The National Intelligence Exceptional Achievement Medal is presented to reward, "a single exceptional contribution to the IC and the US." It is awarded to eligible individuals on a "very selective basis". The medal may be awarded to United States government civilian or military personnel, and others on a "very selective basis."

==Appearance==
The National Intelligence Exceptional Achievement Medal is a silver colored medal 1+7/16 in in height, oval in shape. On the obverse of the medal, at the top is a scalloped design with seven raised sections, from the top down to the sides.
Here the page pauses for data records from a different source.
#[cfg(test)]
mod tests {
    use super::*;
    use crate::codec::tests::SyntheticCodec;
    use crate::encode::encode_surface;
    use crate::format::ImageFormat;
    use enough::StopReason;
    use std::sync::atomic::{AtomicUsize, Ordering};

    const KB: u64 = 1024;

    /// 100x80 source whose max-quality encode is 500 KB and whose smallest
    /// encode (q=0.1, half scale) is 80 KB.
    fn scenario_codec() -> SyntheticCodec {
        SyntheticCodec::new(|w, h, q| {
            let area = (w as f64 * h as f64) / (100.0 * 80.0);
            let quality_factor = 0.64 + (q - 0.1) * 0.45;
            (500.0 * KB as f64 * area * quality_factor).round() as usize
        })
    }

    fn scenario_source() -> Vec<u8> {
        SyntheticCodec::source(100, 80)
    }

    /// Stop token that lets `remaining` checks pass, then reports `reason`.
    struct StopAfter {
        remaining: AtomicUsize,
        reason: StopReason,
    }

    impl StopAfter {
        fn new(remaining: usize, reason: StopReason) -> Self {
            Self {
                remaining: AtomicUsize::new(remaining),
                reason,
            }
        }
    }

    impl Stop for StopAfter {
        fn check(&self) -> Result<(), StopReason> {
            self.remaining
                .fetch_update(Ordering::Relaxed, Ordering::Relaxed, |n| n.checked_sub(1))
                .map(|_| ())
                .map_err(|_| self.reason)
        }
    }

    #[test]
    fn test_fits_on_first_attempt_when_already_small() {
        let fitter = SizeFitter::new(scenario_codec());
        let result = fitter.fit(&scenario_source(), 600 * KB).unwrap();

        assert_eq!(result.iterations(), 1);
        assert!(result.met_target);
        assert!(!result.dimensions_reduced);
        assert_eq!(result.candidate.quality, 0.9);
        assert_eq!((result.candidate.width, result.candidate.height), (100, 80));
        assert_eq!(result.candidate.size(), 500 * KB);
    }

    #[test]
    fn test_reduces_quality_before_dimensions() {
        // q=0.5 at full size: 512000 * 0.82 = 419840
        let fitter = SizeFitter::new(scenario_codec());
        let result = fitter.fit(&scenario_source(), 420_000).unwrap();

        assert!(result.met_target);
        assert!(!result.dimensions_reduced);
        assert_eq!(result.candidate.quality, 0.5);
        assert_eq!(result.iterations(), 5);
    }

    #[test]
    fn test_scenario_100kb_needs_downscale() {
        let fitter = SizeFitter::new(scenario_codec());
        let result = fitter.fit(&scenario_source(), 100 * KB).unwrap();

        assert!(result.met_target);
        assert!(result.candidate.size() <= 100 * KB);
        assert!(result.dimensions_reduced);
        assert!(result.candidate_reduced());
        assert_eq!(result.candidate.quality, 0.1);
        assert_eq!((result.candidate.width, result.candidate.height), (50, 40));
        assert_eq!(result.candidate.size(), 80 * KB);
        assert_eq!(result.iterations(), 14);
    }

    #[test]
    fn test_scenario_1kb_best_effort() {
        let fitter = SizeFitter::new(scenario_codec());
        let result = fitter.fit(&scenario_source(), KB).unwrap();

        assert!(!result.met_target);
        assert_eq!(result.candidate.size(), 80 * KB);
        assert!(result.dimensions_reduced);
        assert_eq!(result.iterations(), 14);
    }

    #[test]
    fn test_scenario_1kb_strict() {
        let fitter = SizeFitter::new(scenario_codec()).with_config(FitConfig::new().strict());
        let result = fitter.fit(&scenario_source(), KB);

        match result {
            Err(FitError::Unattainable { target, smallest }) => {
                assert_eq!(target, KB);
                assert_eq!(smallest, 80 * KB);
            }
            other => panic!("Expected Unattainable, got {:?}", other),
        }
    }

    #[test]
    fn test_best_effort_returns_smallest_not_last() {
        // Sizes grow as the image shrinks, so the last attempt is not the smallest.
        let codec = SyntheticCodec::new(|w, _h, q| 10_000 - (w as usize) * 10 + (q * 100.0) as usize);
        let fitter = SizeFitter::new(codec);
        let result = fitter.fit(&SyntheticCodec::source(100, 100), 10).unwrap();

        let min = result.attempts.iter().map(|a| a.size).min().unwrap();
        assert_eq!(result.candidate.size(), min);
        assert!(!result.met_target);

        // Later attempts were drawn smaller, but the returned one was not
        assert!(result.dimensions_reduced);
        assert!(!result.candidate_reduced());
        assert_eq!((result.candidate.width, result.candidate.height), (100, 100));
    }

    #[test]
    fn test_attempts_are_monotonic_and_unique() {
        let fitter = SizeFitter::new(scenario_codec());
        let result = fitter.fit(&scenario_source(), KB).unwrap();

        for pair in result.attempts.windows(2) {
            let (a, b) = (pair[0], pair[1]);
            assert!(b.quality <= a.quality, "quality increased: {:?} -> {:?}", a, b);
            assert!(b.scale <= a.scale, "scale increased: {:?} -> {:?}", a, b);
            assert!(b.width <= a.width && b.height <= a.height);
            assert!(
                b.quality < a.quality || b.scale < a.scale,
                "no progress: {:?} -> {:?}",
                a,
                b
            );
        }
    }

    #[test]
    fn test_iteration_bound() {
        // ceil((0.9 - 0.1) / 0.1) * ceil((1.0 - 0.5) / 0.1)
        let bound = 8 * 5;
        let fitter = SizeFitter::new(scenario_codec());

        for target in [1, KB, 50 * KB, 100 * KB, 300 * KB, 10_000 * KB] {
            let result = fitter.fit(&scenario_source(), target).unwrap();
            assert!(result.iterations() <= bound);
            assert!(result.iterations() <= fitter.config().max_attempts() as usize);
        }
    }

    #[test]
    fn test_dimensions_never_exceed_original() {
        let fitter = SizeFitter::new(scenario_codec());
        let result = fitter.fit(&scenario_source(), KB).unwrap();
        for attempt in &result.attempts {
            assert!(attempt.width <= 100 && attempt.height <= 80);
            assert!(attempt.scale > 0.0 && attempt.scale <= 1.0);
        }
        assert_eq!(result.original_dimensions, (100, 80));
    }

    #[test]
    fn test_draws_once_per_size() {
        let fitter = SizeFitter::new(scenario_codec());
        fitter.fit(&scenario_source(), KB).unwrap();

        let draws = fitter.codec().draw_calls();
        assert_eq!(draws, vec![(90, 72), (80, 64), (70, 56), (60, 48), (50, 40)]);
    }

    #[test]
    fn test_candidate_round_trip_dimensions() {
        let fitter = SizeFitter::new(scenario_codec());
        let result = fitter.fit(&scenario_source(), 100 * KB).unwrap();

        let decoded = fitter.codec().decode(&result.candidate.bytes).unwrap();
        assert_eq!(
            decoded.surface.dimensions(),
            (result.candidate.width, result.candidate.height)
        );
        let last = result.attempts.last().unwrap();
        assert_eq!((last.width, last.height), (result.candidate.width, result.candidate.height));
    }

    #[test]
    fn test_sharpness_is_reported() {
        let fitter = SizeFitter::new(scenario_codec());
        let result = fitter.fit(&scenario_source(), 100 * KB).unwrap();
        assert!(result.sharpness_score.is_finite());
        assert!(result.sharpness_score > 0.0);
    }

    #[test]
    fn test_tiny_image_cannot_shrink() {
        let codec = SyntheticCodec::new(|_, _, _| 5000);
        let fitter = SizeFitter::new(codec);
        let result = fitter.fit(&SyntheticCodec::source(1, 1), 10).unwrap();

        assert!(!result.met_target);
        assert!(!result.dimensions_reduced);
        // Every quality once; no scale step changes a 1x1 image
        assert_eq!(result.iterations(), 9);
    }

    #[test]
    fn test_dimensions_reduced_only_when_pixels_drop() {
        // 3x3 at 0.9 floors to 2x2, so the first scale step counts
        let codec = SyntheticCodec::new(|w, _, _| if w < 3 { 1 } else { 5000 });
        let fitter = SizeFitter::new(codec);
        let result = fitter.fit(&SyntheticCodec::source(3, 3), 100).unwrap();

        assert!(result.met_target);
        assert!(result.dimensions_reduced);
        assert_eq!((result.candidate.width, result.candidate.height), (2, 2));
    }

    #[test]
    fn test_zero_target_rejected() {
        let fitter = SizeFitter::new(scenario_codec());
        assert!(matches!(
            fitter.fit(&scenario_source(), 0),
            Err(FitError::InvalidTarget)
        ));
        assert!(fitter.codec().encode_calls().is_empty());
    }

    #[test]
    fn test_invalid_config_rejected() {
        let config = FitConfig {
            scale_floor: 0.0,
            ..Default::default()
        };
        let fitter = SizeFitter::new(scenario_codec()).with_config(config);
        assert!(matches!(
            fitter.fit(&scenario_source(), KB),
            Err(FitError::InvalidConfig(_))
        ));
    }

    #[test]
    fn test_decode_failure_propagates() {
        let fitter = SizeFitter::new(scenario_codec());
        assert!(matches!(
            fitter.fit(&[1, 2, 3], KB),
            Err(FitError::Decode(_))
        ));
    }

    #[test]
    fn test_encode_failure_propagates_without_retry() {
        let fitter = SizeFitter::new(scenario_codec().failing_encode_at(2));
        let result = fitter.fit(&scenario_source(), KB);

        assert!(matches!(result, Err(FitError::Encode(_))));
        assert_eq!(fitter.codec().encode_calls().len(), 3);
    }

    #[test]
    fn test_cancel_before_first_attempt() {
        let fitter = SizeFitter::new(scenario_codec());
        let stop = StopAfter::new(0, StopReason::Cancelled);
        let result = fitter.fit_with_stop(&scenario_source(), KB, &stop);

        assert!(matches!(result, Err(FitError::Cancelled(StopReason::Cancelled))));
        assert!(fitter.codec().encode_calls().is_empty());
    }

    #[test]
    fn test_cancel_between_attempts() {
        let fitter = SizeFitter::new(scenario_codec());
        let stop = StopAfter::new(3, StopReason::Cancelled);
        let result = fitter.fit_with_stop(&scenario_source(), KB, &stop);

        assert!(matches!(result, Err(FitError::Cancelled(_))));
        assert_eq!(fitter.codec().encode_calls().len(), 3);
    }

    #[test]
    fn test_timeout_reason_is_kept() {
        let fitter = SizeFitter::new(scenario_codec());
        let stop = StopAfter::new(1, StopReason::TimedOut);
        let result = fitter.fit_with_stop(&scenario_source(), KB, &stop);

        assert!(matches!(result, Err(FitError::Cancelled(StopReason::TimedOut))));
        assert_eq!(fitter.codec().encode_calls().len(), 1);
    }

    #[test]
    fn test_unstoppable_runs_to_completion() {
        let fitter = SizeFitter::new(scenario_codec());
        let result = fitter
            .fit_with_stop(&scenario_source(), KB, &Unstoppable)
            .unwrap();
        assert_eq!(result.iterations(), 14);
    }

    #[test]
    fn test_custom_schedule() {
        let config = FitConfig {
            initial_quality: 0.8,
            quality_step: 0.2,
            quality_floor: 0.4,
            scale_step: 0.25,
            scale_floor: 0.5,
            unattainable: UnattainablePolicy::BestEffort,
        };
        let fitter = SizeFitter::new(scenario_codec()).with_config(config);
        let result = fitter.fit(&scenario_source(), 1).unwrap();

        let qualities: Vec<f64> = result.attempts.iter().map(|a| a.quality).collect();
        assert_eq!(qualities, vec![0.8, 0.6, 0.4, 0.4, 0.4]);
        let widths: Vec<u32> = result.attempts.iter().map(|a| a.width).collect();
        assert_eq!(widths, vec![100, 100, 100, 75, 50]);
    }

    // ------------------------------------------------------------------
    // With the image-crate codec
    // ------------------------------------------------------------------

    fn noisy_surface(width: u32, height: u32) -> PixelSurface {
        let mut state = 0x2545_F491u32;
        let mut pixels = Vec::with_capacity((width * height * 4) as usize);
        for _ in 0..width * height {
            for _ in 0..3 {
                state ^= state << 13;
                state ^= state >> 17;
                state ^= state << 5;
                pixels.push((state >> 24) as u8);
            }
            pixels.push(255);
        }
        PixelSurface::new(width, height, pixels).unwrap()
    }

    #[test]
    fn test_raster_fit_generous_target() {
        let jpeg = encode_surface(&noisy_surface(64, 64), ImageFormat::Jpeg, 0.95).unwrap();
        let result = fit(&jpeg, 10_000 * KB).unwrap();

        assert!(result.met_target);
        assert_eq!(result.iterations(), 1);
        assert_eq!(result.candidate.format, ImageFormat::Jpeg);
        assert_eq!(&result.candidate.bytes[0..2], &[0xFF, 0xD8]);
    }

    #[test]
    fn test_raster_fit_impossible_target() {
        let jpeg = encode_surface(&noisy_surface(64, 64), ImageFormat::Jpeg, 0.95).unwrap();
        let result = fit(&jpeg, 1).unwrap();

        assert!(!result.met_target);
        assert!(result.dimensions_reduced);
        assert_eq!(result.iterations(), 14);
        assert!(result.sharpness_score >= 0.0);

        let decoded = RasterCodec.decode(&result.candidate.bytes).unwrap();
        assert_eq!(
            decoded.surface.dimensions(),
            (result.candidate.width, result.candidate.height)
        );
    }

    #[test]
    fn test_raster_png_skips_quality_axis() {
        let png = encode_surface(&noisy_surface(40, 40), ImageFormat::Png, 0.9).unwrap();
        let result = fit(&png, 1).unwrap();

        assert_eq!(result.candidate.format, ImageFormat::Png);
        // One full-size attempt, then each of the five scale steps
        assert_eq!(result.iterations(), 6);
        let sizes: Vec<u32> = result.attempts.iter().map(|a| a.width).collect();
        assert_eq!(sizes, vec![40, 36, 32, 28, 24, 20]);
    }
}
In the center is a gold heraldic rose with a gold disc superimposed over it bearing a compass rose. At the base of the medal is a gold olive wreath. The reverse bears the words, NATIONAL INTELLIGENCE EXCEPTIONAL ACHIEVEMENT, in four lines. This is above a space to engrave the recipient's name. The base shares the olive wreath found on the obverse.

The suspension and service ribbons of the medal is white, 1+3/8 in wide. In the middle, between two 1/4 in dark blue stripes are three 1/16 in stripes alternating, white, scarlet, and white. On both edges of the ribbon is a 1/8 in silver gray stripe with 1/32 in white and golden yellow stripes towards the center.